Expression of CCL3, CDK5R1, RHOH, and RAPGEF2 is repressed by CBF1. Total cellular RNAs of DG75, SM224.9, and AH276.1 were tested for the expression of CCL3, CDK5R1, RHOH, and RAPGEF2 by real-time RT-PCR. The results are given as mean values (n = number of independent experiments). The relative (rel.) transcript levels for all genes refer to a gene-specific calibrator template. Standard deviations are given as error bars, and P values were calculated by an unpaired two-sided Student t test.

FIG. 3.

Induction of target genes in ER/EB2-5 cells. Total cellular RNAs of proliferating ER/EB2-5 cells, growth-arrested ER/EB2-5 cells (0 h) which had been cultivated in the absence of estrogen for 3 days, or estrogen-restimulated cells were harvested at the indicated time points, and gene expression was tested by real-time RT-PCR. The results are given as relative transcript levels referring to a gene-specific calibrator template.

FIG. 4.

Induction of target genes upon EBV infection. Total cellular RNA was harvested from purified primary B cells before and 4 and 10 days after B95.8 infection.
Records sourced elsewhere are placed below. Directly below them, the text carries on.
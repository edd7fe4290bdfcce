use crate::core::compositor::place_logo;
use crate::core::encoder::create_qr;
use crate::core::{ConfigProvider, Pipeline, QrArtifact, Storage};
use crate::utils::error::Result;
use image::{DynamicImage, GrayImage, ImageFormat};
use std::io::Cursor;

pub struct BrandQrPipeline<S: Storage, C: ConfigProvider> {
    storage: S,
    config: C,
}

impl<S: Storage, C: ConfigProvider> BrandQrPipeline<S, C> {
    pub fn new(storage: S, config: C) -> Self {
        Self { storage, config }
    }
}

#[async_trait::async_trait]
impl<S: Storage, C: ConfigProvider> Pipeline for BrandQrPipeline<S, C> {
    async fn encode(&self, url: &str) -> Result<GrayImage> {
        create_qr(url, self.config.settings())
    }

    async fn compose(&self, code: GrayImage) -> Result<QrArtifact> {
        if !self.config.embed_logo() {
            tracing::debug!("Logo disabled, keeping plain QR code");
            return Ok(QrArtifact::Plain(code));
        }

        let bytes = self.storage.read_file(self.config.logo_path()).await?;
        let logo = image::load_from_memory(&bytes)?;
        tracing::debug!(
            "Loaded logo {} ({}x{})",
            self.config.logo_path(),
            logo.width(),
            logo.height()
        );

        let base = DynamicImage::ImageLuma8(code);
        let branded = place_logo(&base, &logo, self.config.settings().logo_scale)?;
        Ok(QrArtifact::Branded(branded))
    }

    async fn load(&self, artifact: QrArtifact) -> Result<String> {
        let mut png = Vec::new();
        match &artifact {
            QrArtifact::Plain(img) => img.write_to(&mut Cursor::new(&mut png), ImageFormat::Png)?,
            QrArtifact::Branded(img) => {
                img.write_to(&mut Cursor::new(&mut png), ImageFormat::Png)?
            }
        }

        let output_path = self.config.output_path();
        self.storage.write_file(output_path, &png).await?;
        Ok(output_path.to_string())
    }
}
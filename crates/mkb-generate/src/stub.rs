//! Scripted generator for tests

use crate::error::GenerationError;
use crate::{GenerationRequest, Generator};
use async_trait::async_trait;
use std::collections::VecDeque;
use std::sync::Mutex;

/// A [`Generator`] that replays a fixed script of outcomes.
///
/// Each call consumes the next scripted result. When the script runs out,
/// the stub falls back to its repeating answer when one was set, otherwise
/// fails with [`GenerationError::InvalidResponse`]. Recorded prompts and
/// the call count are inspectable afterwards.
#[derive(Debug, Default)]
pub struct StubGenerator {
    script: Mutex<VecDeque<Result<String, GenerationError>>>,
    repeat: Option<String>,
    prompts: Mutex<Vec<String>>,
}

impl StubGenerator {
    /// Stub that answers every call with the same text.
    #[must_use]
    pub fn always(text: impl Into<String>) -> Self {
        Self {
            repeat: Some(text.into()),
            ..Self::default()
        }
    }

    /// Stub that replays `outcomes` in order, then errors.
    #[must_use]
    pub fn script<I>(outcomes: I) -> Self
    where
        I: IntoIterator<Item = Result<String, GenerationError>>,
    {
        let stub = Self::default();
        stub.script
            .lock()
            .unwrap_or_else(|e| e.into_inner())
            .extend(outcomes);
        stub
    }

    /// Number of calls made so far.
    #[must_use]
    pub fn calls(&self) -> usize {
        self.prompts.lock().unwrap_or_else(|e| e.into_inner()).len()
    }

    /// Prompts received so far, in call order.
    #[must_use]
    pub fn prompts(&self) -> Vec<String> {
        self.prompts
            .lock()
            .unwrap_or_else(|e| e.into_inner())
            .clone()
    }
}

#[async_trait]
impl Generator for StubGenerator {
    async fn generate(&self, request: &GenerationRequest) -> Result<String, GenerationError> {
        self.prompts
            .lock()
            .unwrap_or_else(|e| e.into_inner())
            .push(request.prompt.clone());

        let next = self
            .script
            .lock()
            .unwrap_or_else(|e| e.into_inner())
            .pop_front();
        match next {
            Some(outcome) => outcome,
            None => match &self.repeat {
                Some(text) => Ok(text.clone()),
                None => Err(GenerationError::InvalidResponse(
                    "stub script exhausted".into(),
                )),
            },
        }
    }
}

#[cfg(test)]
mod tests {
    use super::*;

    #[tokio::test]
    async fn always_repeats_the_same_answer() {
        let stub = StubGenerator::always("fixed");
        let req = GenerationRequest::new("anything");
        assert_eq!(stub.generate(&req).await.unwrap(), "fixed");
        assert_eq!(stub.generate(&req).await.unwrap(), "fixed");
        assert_eq!(stub.calls(), 2);
    }

    #[tokio::test]
    async fn script_replays_in_order_then_errors() {
        let stub = StubGenerator::script([
            Ok("one".to_string()),
            Err(GenerationError::RateLimited("busy".into())),
            Ok("two".to_string()),
        ]);
        let req = GenerationRequest::new("p");
        assert_eq!(stub.generate(&req).await.unwrap(), "one");
        assert!(matches!(
            stub.generate(&req).await,
            Err(GenerationError::RateLimited(_))
        ));
        assert_eq!(stub.generate(&req).await.unwrap(), "two");
        assert!(matches!(
            stub.generate(&req).await,
            Err(GenerationError::InvalidResponse(_))
        ));
    }

    #[tokio::test]
    async fn records_prompts() {
        let stub = StubGenerator::always("ok");
        stub.generate(&GenerationRequest::new("first"))
            .await
            .unwrap();
        stub.generate(&GenerationRequest::new("second"))
            .await
            .unwrap();
        assert_eq!(stub.prompts(), vec!["first", "second"]);
    }
}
Gene expression was analyzed by real-time RT-PCR. The results are given as relative (rel.) transcript levels referring to a gene-specific calibrator template.

FIG. 5.

Activation of basic helix-loop-helix genes by EBNA-2. Total cellular RNA of BJABK3 (A) and BL41K3 (B) was isolated before estrogen (−) and 24 h post-estrogen (+) treatment, and expression profiles were established by hybridization of the U133A 2.0 Affymetrix array. Results are given as the mean value of triplicates for HES-1, HERP1, -2, and -3. Results of all available probe sets are provided. Error bars indicate standard deviations. Different B-cell lines treated with estrogen for the indicated time periods were tested for HES-1 (C), HERP1 (D), and HERP2 (E and F) expression by Northern blot analysis. Equal loading of the lanes is visualized by ethidium bromide staining of the 28S rRNA for each blot. prolif., proliferation.